### Task goal
In the records below, pick out all lines containing the word "const".

Saved entries
BEGIN

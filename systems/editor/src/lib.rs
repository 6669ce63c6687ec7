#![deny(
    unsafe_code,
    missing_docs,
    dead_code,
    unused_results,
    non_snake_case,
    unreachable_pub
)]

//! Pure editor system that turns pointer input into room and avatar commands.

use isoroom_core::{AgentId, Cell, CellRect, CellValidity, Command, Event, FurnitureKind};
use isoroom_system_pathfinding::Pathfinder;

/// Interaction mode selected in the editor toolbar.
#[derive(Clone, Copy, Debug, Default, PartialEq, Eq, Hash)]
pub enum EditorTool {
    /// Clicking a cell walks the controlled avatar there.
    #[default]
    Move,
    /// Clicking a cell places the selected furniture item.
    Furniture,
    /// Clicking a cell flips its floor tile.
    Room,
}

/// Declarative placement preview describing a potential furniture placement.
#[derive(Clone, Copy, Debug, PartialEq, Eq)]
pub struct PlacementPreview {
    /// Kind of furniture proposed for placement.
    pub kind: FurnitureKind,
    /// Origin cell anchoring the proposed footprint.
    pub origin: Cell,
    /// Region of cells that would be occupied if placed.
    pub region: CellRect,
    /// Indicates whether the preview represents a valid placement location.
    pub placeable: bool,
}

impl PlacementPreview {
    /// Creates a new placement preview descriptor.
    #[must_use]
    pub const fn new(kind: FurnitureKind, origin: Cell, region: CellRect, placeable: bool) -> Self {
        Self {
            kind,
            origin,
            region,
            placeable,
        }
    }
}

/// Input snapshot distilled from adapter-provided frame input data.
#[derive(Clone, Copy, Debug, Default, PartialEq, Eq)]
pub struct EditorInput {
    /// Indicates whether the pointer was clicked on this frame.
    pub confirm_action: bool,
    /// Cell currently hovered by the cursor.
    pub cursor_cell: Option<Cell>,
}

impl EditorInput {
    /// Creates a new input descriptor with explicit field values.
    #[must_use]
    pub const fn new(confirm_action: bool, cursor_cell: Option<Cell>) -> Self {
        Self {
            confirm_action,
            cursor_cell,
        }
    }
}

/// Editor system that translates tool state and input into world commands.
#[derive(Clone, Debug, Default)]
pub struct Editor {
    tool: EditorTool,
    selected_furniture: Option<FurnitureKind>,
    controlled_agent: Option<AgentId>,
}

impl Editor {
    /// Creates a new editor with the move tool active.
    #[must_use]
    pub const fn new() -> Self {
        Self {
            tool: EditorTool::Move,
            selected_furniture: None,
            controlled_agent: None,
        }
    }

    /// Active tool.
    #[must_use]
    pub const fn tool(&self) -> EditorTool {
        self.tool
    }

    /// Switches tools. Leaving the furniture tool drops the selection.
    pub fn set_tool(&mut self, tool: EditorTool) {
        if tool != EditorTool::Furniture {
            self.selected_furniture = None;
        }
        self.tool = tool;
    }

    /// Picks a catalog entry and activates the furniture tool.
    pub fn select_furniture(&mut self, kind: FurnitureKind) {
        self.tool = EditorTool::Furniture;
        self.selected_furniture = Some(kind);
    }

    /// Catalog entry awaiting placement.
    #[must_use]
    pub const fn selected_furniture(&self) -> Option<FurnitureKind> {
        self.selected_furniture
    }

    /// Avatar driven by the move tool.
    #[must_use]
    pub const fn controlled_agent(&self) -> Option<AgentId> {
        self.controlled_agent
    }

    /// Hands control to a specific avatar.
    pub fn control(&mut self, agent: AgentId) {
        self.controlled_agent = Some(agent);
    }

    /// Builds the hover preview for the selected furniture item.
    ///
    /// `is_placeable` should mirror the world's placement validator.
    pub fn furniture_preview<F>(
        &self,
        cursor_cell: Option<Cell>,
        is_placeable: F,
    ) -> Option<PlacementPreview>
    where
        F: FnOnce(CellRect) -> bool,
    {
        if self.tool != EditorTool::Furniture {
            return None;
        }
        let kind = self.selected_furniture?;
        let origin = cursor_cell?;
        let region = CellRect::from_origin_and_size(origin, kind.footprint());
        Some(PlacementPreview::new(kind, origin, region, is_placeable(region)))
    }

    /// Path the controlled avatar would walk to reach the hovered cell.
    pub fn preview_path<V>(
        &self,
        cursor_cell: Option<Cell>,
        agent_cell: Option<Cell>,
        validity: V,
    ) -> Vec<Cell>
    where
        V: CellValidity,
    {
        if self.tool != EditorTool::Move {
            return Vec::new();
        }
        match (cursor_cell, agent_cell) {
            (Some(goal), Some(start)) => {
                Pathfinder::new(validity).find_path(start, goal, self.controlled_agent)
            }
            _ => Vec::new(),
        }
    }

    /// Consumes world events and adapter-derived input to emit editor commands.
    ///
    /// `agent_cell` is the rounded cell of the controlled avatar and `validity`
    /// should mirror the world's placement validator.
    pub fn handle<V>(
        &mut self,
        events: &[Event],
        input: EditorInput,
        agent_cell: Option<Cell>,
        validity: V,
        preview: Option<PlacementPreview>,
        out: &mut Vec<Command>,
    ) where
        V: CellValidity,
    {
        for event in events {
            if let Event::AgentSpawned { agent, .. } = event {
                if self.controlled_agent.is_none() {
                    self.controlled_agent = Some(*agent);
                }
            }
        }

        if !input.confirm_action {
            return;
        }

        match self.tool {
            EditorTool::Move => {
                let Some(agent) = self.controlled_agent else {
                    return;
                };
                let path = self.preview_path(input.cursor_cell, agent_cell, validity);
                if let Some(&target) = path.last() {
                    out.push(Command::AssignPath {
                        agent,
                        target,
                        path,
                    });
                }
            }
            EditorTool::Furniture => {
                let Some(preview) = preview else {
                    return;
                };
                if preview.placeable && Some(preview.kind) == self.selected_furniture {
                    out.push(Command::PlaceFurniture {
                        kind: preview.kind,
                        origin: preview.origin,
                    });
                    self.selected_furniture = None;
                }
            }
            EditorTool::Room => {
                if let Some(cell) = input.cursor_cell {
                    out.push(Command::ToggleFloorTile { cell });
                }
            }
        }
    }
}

END

### Task answer
    pub const fn new(kind: FurnitureKind, origin: Cell, region: CellRect, placeable: bool) -> Self {
    pub const fn new(confirm_action: bool, cursor_cell: Option<Cell>) -> Self {
    pub const fn new() -> Self {
    pub const fn tool(&self) -> EditorTool {
    pub const fn selected_furniture(&self) -> Option<FurnitureKind> {
    pub const fn controlled_agent(&self) -> Option<AgentId> {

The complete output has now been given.